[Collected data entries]
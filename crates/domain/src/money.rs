//! Exact monetary amounts.

use rust_decimal::Decimal;
use serde::{Deserialize, Serialize};

use crate::error::DomainError;

/// Number of decimal places every stored amount carries.
pub const MONEY_SCALE: u32 = 2;

/// A non-negative monetary amount with exactly two decimal places.
///
/// Backed by [`Decimal`] so that `price × quantity` sums never drift the way
/// binary floating point would. Serializes as a decimal string (`"25.00"`).
#[derive(Debug, Clone, Copy, PartialEq, Eq, PartialOrd, Ord, Hash, Serialize, Deserialize)]
#[serde(try_from = "Decimal", into = "Decimal")]
pub struct Money(Decimal);

impl Money {
    /// Creates an amount, rejecting negatives and more than two decimal places.
    pub fn new(amount: Decimal) -> Result<Self, DomainError> {
        if amount.is_sign_negative() && !amount.is_zero() {
            return Err(DomainError::InvalidPrice {
                price: amount.to_string(),
            });
        }
        if amount.normalize().scale() > MONEY_SCALE {
            return Err(DomainError::InvalidPrice {
                price: amount.to_string(),
            });
        }
        let mut amount = amount;
        amount.rescale(MONEY_SCALE);
        Ok(Self(amount))
    }

    /// Parses an amount from its decimal string form (`"10.00"`).
    pub fn parse(s: &str) -> Result<Self, DomainError> {
        let amount: Decimal = s.trim().parse().map_err(|_| DomainError::InvalidPrice {
            price: s.to_string(),
        })?;
        Self::new(amount)
    }

    /// Creates an amount from a whole number of cents.
    pub fn from_cents(cents: u32) -> Self {
        Self(Decimal::new(i64::from(cents), MONEY_SCALE))
    }

    /// Returns zero.
    pub fn zero() -> Self {
        Self(Decimal::new(0, MONEY_SCALE))
    }

    /// Returns the underlying decimal.
    pub fn amount(&self) -> Decimal {
        self.0
    }

    /// Returns true if the amount is greater than zero.
    pub fn is_positive(&self) -> bool {
        self.0 > Decimal::ZERO
    }

    /// Adds two amounts.
    pub fn checked_add(&self, other: Money) -> Result<Money, DomainError> {
        self.0
            .checked_add(other.0)
            .map(Money)
            .ok_or(DomainError::AmountOverflow)
    }

    /// Multiplies by a quantity.
    pub fn checked_mul(&self, quantity: u32) -> Result<Money, DomainError> {
        self.0
            .checked_mul(Decimal::from(quantity))
            .map(Money)
            .ok_or(DomainError::AmountOverflow)
    }

    /// Sums a sequence of amounts.
    pub fn sum<I>(amounts: I) -> Result<Money, DomainError>
    where
        I: IntoIterator<Item = Money>,
    {
        amounts
            .into_iter()
            .try_fold(Money::zero(), |acc, amount| acc.checked_add(amount))
    }
}

impl Default for Money {
    fn default() -> Self {
        Self::zero()
    }
}

impl std::fmt::Display for Money {
    fn fmt(&self, f: &mut std::fmt::Formatter<'_>) -> std::fmt::Result {
        write!(f, "{:.2}", self.0)
    }
}

impl TryFrom<Decimal> for Money {
    type Error = DomainError;

    fn try_from(value: Decimal) -> Result<Self, Self::Error> {
        Money::new(value)
    }
}

impl From<Money> for Decimal {
    fn from(money: Money) -> Self {
        money.0
    }
}

impl std::str::FromStr for Money {
    type Err = DomainError;

    fn from_str(s: &str) -> Result<Self, Self::Err> {
        Money::parse(s)
    }
}
//! Placed orders and their immutable line snapshots.

use chrono::{DateTime, Utc};
use common::{OrderId, OrderItemId, ProductId, UserId};
use serde::{Deserialize, Serialize};

use super::{OrderStatus, OrderStatuses, PaymentStatus};
use crate::error::DomainError;
use crate::money::Money;

/// An order placed by checkout.
///
/// Everything except the status fields and the payment-intent reference is
/// fixed at creation.
#[derive(Debug, Clone, PartialEq, Eq, Serialize, Deserialize)]
pub struct Order {
    pub id: OrderId,
    pub buyer_id: UserId,
    pub total_amount: Money,
    pub order_status: OrderStatus,
    pub payment_status: PaymentStatus,
    pub payment_intent_id: Option<String>,
    pub created_at: DateTime<Utc>,
    pub updated_at: DateTime<Utc>,
}

impl Order {
    /// Returns both status fields.
    pub fn statuses(&self) -> OrderStatuses {
        OrderStatuses::new(self.order_status, self.payment_status)
    }

    pub fn is_owned_by(&self, buyer: UserId) -> bool {
        self.buyer_id == buyer
    }

    /// Returns true if a new payment authorization may replace the current one.
    ///
    /// A pending payment with a live intent may still be confirmed by the
    /// provider, so only a failed payment or one that never got an intent
    /// (declined or timed out authorization) can be retried.
    pub fn can_retry_payment(&self) -> bool {
        if self.order_status != OrderStatus::Pending {
            return false;
        }
        match self.payment_status {
            PaymentStatus::Failed => true,
            PaymentStatus::Pending => self.payment_intent_id.is_none(),
            PaymentStatus::Paid => false,
        }
    }
}

/// A product's price and quantity as they were at the moment of purchase.
#[derive(Debug, Clone, PartialEq, Eq, Serialize, Deserialize)]
pub struct OrderItem {
    pub id: OrderItemId,
    pub order_id: OrderId,
    pub product_id: ProductId,
    pub quantity: u32,
    pub unit_price: Money,
}

impl OrderItem {
    /// Returns `quantity × unit_price`.
    pub fn line_total(&self) -> Result<Money, DomainError> {
        self.unit_price.checked_mul(self.quantity)
    }
}

/// An order with its line items.
#[derive(Debug, Clone, PartialEq, Eq, Serialize, Deserialize)]
pub struct OrderDetails {
    #[serde(flatten)]
    pub order: Order,
    pub items: Vec<OrderItem>,
}

impl OrderDetails {
    /// Sums the line totals of every item.
    pub fn items_total(&self) -> Result<Money, DomainError> {
        let totals = self
            .items
            .iter()
            .map(OrderItem::line_total)
            .collect::<Result<Vec<_>, _>>()?;
        Money::sum(totals)
    }

    /// Returns true if the stored total equals the sum of the line snapshots.
    pub fn is_consistent(&self) -> bool {
        self.items_total()
            .is_ok_and(|total| total == self.order.total_amount)
    }

    pub fn contains_product(&self, product_id: ProductId) -> bool {
        self.items.iter().any(|item| item.product_id == product_id)
    }
}

#[cfg(test)]
mod tests {
    use super::*;

    fn order(
        order_status: OrderStatus,
        payment_status: PaymentStatus,
        intent: Option<&str>,
    ) -> Order {
        let now = Utc::now();
        Order {
            id: OrderId::new(),
            buyer_id: UserId::new(),
            total_amount: Money::from_cents(1000),
            order_status,
            payment_status,
            payment_intent_id: intent.map(str::to_string),
            created_at: now,
            updated_at: now,
        }
    }

    #[test]
    fn test_retry_needs_failed_or_missing_intent() {
        use OrderStatus::{Cancelled, Pending, Processing};

        let intent = Some("pi_0001");
        assert!(order(Pending, PaymentStatus::Pending, None).can_retry_payment());
        assert!(order(Pending, PaymentStatus::Failed, intent).can_retry_payment());
        assert!(!order(Pending, PaymentStatus::Pending, intent).can_retry_payment());
        assert!(!order(Processing, PaymentStatus::Paid, intent).can_retry_payment());
        assert!(!order(Cancelled, PaymentStatus::Failed, intent).can_retry_payment());
    }
}
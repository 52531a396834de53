//! Caller identity extraction.

use axum::extract::FromRequestParts;
use axum::http::request::Parts;
use common::UserId;

use crate::error::ApiError;

/// Header carrying the authenticated user id, set by the auth layer in front of the API.
pub const USER_ID_HEADER: &str = "x-user-id";

/// The user on whose behalf the request is made.
#[derive(Debug, Clone, Copy)]
pub struct Actor(pub UserId);

impl<S: Send + Sync> FromRequestParts<S> for Actor {
    type Rejection = ApiError;

    async fn from_request_parts(parts: &mut Parts, _state: &S) -> Result<Self, Self::Rejection> {
        let value = parts
            .headers
            .get(USER_ID_HEADER)
            .ok_or_else(|| ApiError::Unauthorized(format!("missing {USER_ID_HEADER} header")))?;
        let raw = value
            .to_str()
            .map_err(|_| ApiError::Unauthorized(format!("invalid {USER_ID_HEADER} header")))?;
        let id = raw
            .trim()
            .parse()
            .map_err(|_| ApiError::Unauthorized(format!("invalid {USER_ID_HEADER} header")))?;
        Ok(Actor(id))
    }
}
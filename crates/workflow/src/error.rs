//! Workflow error types.

use common::{OrderId, ProductId, UserId};
use domain::DomainError;
use store::StoreError;
use thiserror::Error;

/// Errors surfaced by the marketplace services.
///
/// Every variant except `Store` is a business outcome the caller can act on.
#[derive(Debug, Error)]
pub enum WorkflowError {
    /// Malformed input.
    #[error("Validation failed: {0}")]
    Validation(String),

    /// A cart mutation asked for more than the product has available.
    #[error("Product {product_id} is out of stock: requested {requested}, available {available}")]
    OutOfStock {
        product_id: ProductId,
        requested: u32,
        available: u32,
    },

    /// A checkout line could not be covered by current stock.
    #[error("Insufficient stock for product {0}")]
    InsufficientStock(ProductId),

    #[error("Cart is empty")]
    EmptyCart,

    /// The order was committed but no payment intent could be obtained.
    /// It stays pending and the payment can be retried.
    #[error("Payment authorization failed for order {order_id}: {reason}")]
    PaymentAuthorizationFailed { order_id: OrderId, reason: String },

    #[error("{entity} not found: {id}")]
    NotFound { entity: &'static str, id: String },

    /// The order's current status does not allow the requested change.
    #[error("{0}")]
    InvalidTransition(String),

    /// A concurrent change won the race, or a unique value is already taken.
    #[error("Conflict: {0}")]
    Conflict(String),

    /// The acting user id does not belong to any account.
    #[error("Unknown user {0}")]
    UnknownActor(UserId),

    /// The acting user may not perform this operation.
    #[error("Forbidden: {0}")]
    Forbidden(String),

    #[error("Product {0} has order history and cannot be deleted")]
    ProductHasOrderHistory(ProductId),

    /// Storage failure.
    #[error("Store error: {0}")]
    Store(StoreError),
}

impl WorkflowError {
    pub fn not_found(entity: &'static str, id: impl ToString) -> Self {
        WorkflowError::NotFound {
            entity,
            id: id.to_string(),
        }
    }

    pub fn forbidden(message: impl Into<String>) -> Self {
        WorkflowError::Forbidden(message.into())
    }
}

impl From<DomainError> for WorkflowError {
    fn from(err: DomainError) -> Self {
        match err {
            DomainError::InsufficientStock(product_id) => {
                WorkflowError::InsufficientStock(product_id)
            }
            DomainError::EmptyCart => WorkflowError::EmptyCart,
            DomainError::InvalidTransition { .. } => WorkflowError::InvalidTransition(err.to_string()),
            DomainError::Validation(_)
            | DomainError::InvalidQuantity { .. }
            | DomainError::InvalidPrice { .. }
            | DomainError::AmountOverflow => WorkflowError::Validation(err.to_string()),
        }
    }
}

impl From<StoreError> for WorkflowError {
    fn from(err: StoreError) -> Self {
        match err {
            StoreError::InsufficientStock(product_id) => {
                WorkflowError::InsufficientStock(product_id)
            }
            StoreError::OutOfStock {
                product_id,
                requested,
                available,
            } => WorkflowError::OutOfStock {
                product_id,
                requested,
                available,
            },
            StoreError::NotFound { entity, id } => WorkflowError::NotFound { entity, id },
            StoreError::Duplicate(what) => WorkflowError::Conflict(format!("{what} already in use")),
            StoreError::ProductHasOrderHistory(product_id) => {
                WorkflowError::ProductHasOrderHistory(product_id)
            }
            StoreError::Conflict(reason) => WorkflowError::Conflict(reason),
            other => WorkflowError::Store(other),
        }
    }
}

/// Errors reported by a payment gateway.
#[derive(Debug, Clone, Error)]
pub enum PaymentGatewayError {
    #[error("Payment declined: {0}")]
    Declined(String),

    #[error("Payment provider unavailable: {0}")]
    Unavailable(String),
}

/// Convenience type alias for workflow results.
pub type Result<T> = std::result::Result<T, WorkflowError>;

## [WHAT IS BEING ASKED]
Of all the entries above, how many lines contain the string "Conflict"? Answer with the number only.

## [COMPLETED EXERCISE]
4